Using telematics as an example, insurance companies are capturing and analyzing information such as miles driven, acceleration, braking, cornering, excessive speed, road type, day of week, time of day, weather conditions to do a better job of setting prices.
More importantly, data driven features available on apps are allowing drivers to see how well they are performing in categories such as cornering, braking, and speeding habits. Leveraging this type of post trip feedback, insurance companies have evolved beyond pricing to providing insurance customers with real-time risk management feedback. For a parent of a 17 year-old driver, these types of statistics could help save a child’s life.
Staying with a personal automobile example, what happens to premium volume as cars become smarter and accidents drop significantly from current levels? On the flip side, what happens to premium volume if bad actors hack into vehicles and cause accidents? What happens to auto insurance agents if internet companies aggressively sell insurance products?
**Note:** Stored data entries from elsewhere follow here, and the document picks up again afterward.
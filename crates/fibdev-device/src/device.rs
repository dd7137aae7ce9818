//! File-like access to a calculator.
//!
//! A `FibDevice` hands out at most one `Session` at a time. The session's
//! position is the Fibonacci index; reading encodes F(position) as
//! `FixedBigNumber::ENCODED_LEN` bytes of little-endian limbs.

use std::io::{self, Read, Seek, SeekFrom, Write};
use std::sync::atomic::{AtomicBool, Ordering};
use std::sync::Arc;
use std::time::Duration;

use tracing::{debug, warn};

use fibdev_core::calculator::{Calculator, Measurement};
use fibdev_core::constants::MAX_LENGTH;
use fibdev_core::FixedBigNumber;

use crate::error::DeviceError;

/// Exclusive-access front for a calculator.
pub struct FibDevice {
    calculator: Arc<dyn Calculator>,
    in_use: Arc<AtomicBool>,
}

impl FibDevice {
    /// Create a device serving values from `calculator`.
    #[must_use]
    pub fn new(calculator: Arc<dyn Calculator>) -> Self {
        Self {
            calculator,
            in_use: Arc::new(AtomicBool::new(false)),
        }
    }

    /// Open a session, failing with [`DeviceError::Busy`] if one is already open.
    pub fn open(&self) -> Result<Session, DeviceError> {
        if self
            .in_use
            .compare_exchange(false, true, Ordering::Acquire, Ordering::Relaxed)
            .is_err()
        {
            warn!("fibdev is in use");
            return Err(DeviceError::Busy);
        }
        debug!(algorithm = self.calculator.name(), "session opened");
        Ok(Session {
            calculator: Arc::clone(&self.calculator),
            in_use: Arc::clone(&self.in_use),
            pos: 0,
            last_elapsed: None,
        })
    }

    /// Whether a session currently holds the device.
    #[must_use]
    pub fn is_open(&self) -> bool {
        self.in_use.load(Ordering::Acquire)
    }

    /// Name of the calculator behind this device.
    #[must_use]
    pub fn algorithm(&self) -> &'static str {
        self.calculator.name()
    }

    /// Largest index a session can seek to.
    #[must_use]
    pub fn max_length(&self) -> u64 {
        MAX_LENGTH
    }
}

/// An open handle on a [`FibDevice`]. Dropping it releases the device.
pub struct Session {
    calculator: Arc<dyn Calculator>,
    in_use: Arc<AtomicBool>,
    pos: u64,
    last_elapsed: Option<Duration>,
}

impl Session {
    /// Current index.
    #[must_use]
    pub fn position(&self) -> u64 {
        self.pos
    }

    /// Time spent computing the most recent read on this session.
    #[must_use]
    pub fn last_elapsed(&self) -> Option<Duration> {
        self.last_elapsed
    }

    /// Compute F(position) without going through a byte buffer.
    pub fn read_value(&mut self) -> Measurement {
        let measurement = self.calculator.measure(self.pos);
        self.last_elapsed = Some(measurement.elapsed);
        debug!(
            index = self.pos,
            elapsed_ns = measurement.elapsed.as_nanos(),
            "computed"
        );
        measurement
    }
}

impl Read for Session {
    /// Fill `buf` with the encoded F(position).
    ///
    /// Buffers shorter than one encoded value get nothing and `Ok(0)`. The
    /// position does not advance.
    fn read(&mut self, buf: &mut [u8]) -> io::Result<usize> {
        if buf.len() < <FixedBigNumber>::ENCODED_LEN {
            debug!(len = buf.len(), "read buffer too small");
            return Ok(0);
        }
        let measurement = self.read_value();
        Ok(measurement.value.encode_into(buf).unwrap_or(0))
    }
}

impl Write for Session {
    /// Writes are discarded; a non-empty write reports one byte taken.
    fn write(&mut self, buf: &[u8]) -> io::Result<usize> {
        Ok(usize::from(!buf.is_empty()))
    }

    fn flush(&mut self) -> io::Result<()> {
        Ok(())
    }
}

impl Seek for Session {
    /// Move to a new index, clamped to `[0, MAX_LENGTH]`.
    ///
    /// `SeekFrom::End(d)` lands on `MAX_LENGTH - d`.
    fn seek(&mut self, pos: SeekFrom) -> io::Result<u64> {
        let max = i128::from(MAX_LENGTH);
        let target = match pos {
            SeekFrom::Start(offset) => i128::from(offset),
            SeekFrom::Current(delta) => i128::from(self.pos) + i128::from(delta),
            SeekFrom::End(delta) => max - i128::from(delta),
        };
        // Clamped to [0, MAX_LENGTH], so the conversion cannot fail.
        self.pos = u64::try_from(target.clamp(0, max)).unwrap_or(MAX_LENGTH);
        Ok(self.pos)
    }
}

impl Drop for Session {
    fn drop(&mut self) {
        self.in_use.store(false, Ordering::Release);
        debug!("session released");
    }
}

#[cfg(test)]
mod tests {
    use super::*;
    use fibdev_core::fastdoubling::FastDoubling;

    const LEN: usize = FixedBigNumber::<8>::ENCODED_LEN;

    fn device() -> FibDevice {
        FibDevice::new(Arc::new(FastDoubling::new()))
    }

    #[test]
    fn second_open_is_busy() {
        let dev = device();
        let session = dev.open().unwrap();
        assert!(dev.is_open());
        assert!(matches!(dev.open(), Err(DeviceError::Busy)));
        drop(session);
        assert!(!dev.is_open());
        assert!(dev.open().is_ok());
    }

    #[test]
    fn read_encodes_value_at_position() {
        let dev = device();
        let mut session = dev.open().unwrap();
        session.seek(SeekFrom::Start(92)).unwrap();
        let mut buf = [0u8; LEN];
        assert_eq!(session.read(&mut buf).unwrap(), LEN);
        let value = FixedBigNumber::<8>::decode(&buf).unwrap();
        assert_eq!(value.to_string(), "7540113804746346429");
        assert_eq!(session.position(), 92);
        assert!(session.last_elapsed().is_some());
    }

    #[test]
    fn short_buffer_reads_nothing() {
        let dev = device();
        let mut session = dev.open().unwrap();
        let mut buf = [0xFFu8; LEN - 1];
        assert_eq!(session.read(&mut buf).unwrap(), 0);
        assert!(buf.iter().all(|&b| b == 0xFF));
        assert!(session.last_elapsed().is_none());
    }

    #[test]
    fn seek_clamps_to_range() {
        let dev = device();
        let mut session = dev.open().unwrap();
        assert_eq!(session.seek(SeekFrom::Start(500)).unwrap(), MAX_LENGTH);
        assert_eq!(session.seek(SeekFrom::Current(-1000)).unwrap(), 0);
        assert_eq!(session.seek(SeekFrom::Current(7)).unwrap(), 7);
        assert_eq!(session.seek(SeekFrom::Current(3)).unwrap(), 10);
    }

    #[test]
    fn seek_from_end_subtracts() {
        let dev = device();
        let mut session = dev.open().unwrap();
        assert_eq!(session.seek(SeekFrom::End(10)).unwrap(), MAX_LENGTH - 10);
        assert_eq!(session.seek(SeekFrom::End(-5)).unwrap(), MAX_LENGTH);
        assert_eq!(session.seek(SeekFrom::End(200)).unwrap(), 0);
    }

    #[test]
    fn write_is_discarded() {
        let dev = device();
        let mut session = dev.open().unwrap();
        assert_eq!(session.write(b"testing writing").unwrap(), 1);
        assert_eq!(session.write(b"").unwrap(), 0);
        assert!(session.flush().is_ok());
        assert_eq!(session.position(), 0);
    }

    #[test]
    fn read_value_records_elapsed() {
        let dev = device();
        let mut session = dev.open().unwrap();
        session.seek(SeekFrom::Start(10)).unwrap();
        let m = session.read_value();
        assert_eq!(m.value.to_string(), "55");
        assert_eq!(session.last_elapsed(), Some(m.elapsed));
    }

    #[test]
    fn sessions_from_separate_devices_are_independent() {
        let a = device();
        let b = device();
        let _sa = a.open().unwrap();
        assert!(b.open().is_ok());
    }
}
In the news, we see a number of articles discussing the topic of humans being replaced by robots. For some of the largest contract manufacturers, the eventual impact could equate to millions of human workers being replaced as robot installations expand across the globe. In the Wired.com article titled Better Than Human: Why Robots Will—And Must—Take ourJobs, the author notes, “It may be hard to believe, but before the end of this century, 70 percent of today’s occupations will likewise be replaced by automation.” For workers’ compensation insurers, that sure represents a lot of lost premiums.
From telematics to game changing line of business trends, IT professionals will need to pay attention to the major shifts in the collection of data with high volume, variety and velocity (e.g., smart phones, GPS devices, cameras, sensors, unstructured text, photographic data).The ability to collect, store, manage and analyze data on a PDA or laptop on demand will be IT’s next big adventure.
In the Forbes article titled Data Scientists: The Definition of Sexy, Gil Press stated: “A data scientist is an engineer who employs the scientific method and applies data-discovery tools to find new insights in data. The scientific method—the formulation of a hypothesis, the testing, the careful design of experiments, the verification by others—is something they take from their knowledge of statistics and their training in scientific disciplines. The application (and tweaking) of tools comes from their engineering, or more specifically, computer science and programming background. The best data scientists are product and process innovators and sometimes, developers of new data-discovery tools.” Although the term data scientist is getting a ton of play in the media, it is the information technologists that are the backbone of addressing the three trends we have identified. In the end, without careful planning and execution by IT professionals, the vision defined by the data scientists might end up on the shelf, never being effectively deployed into core insurance operations with the desired impact on the top and bottom lines.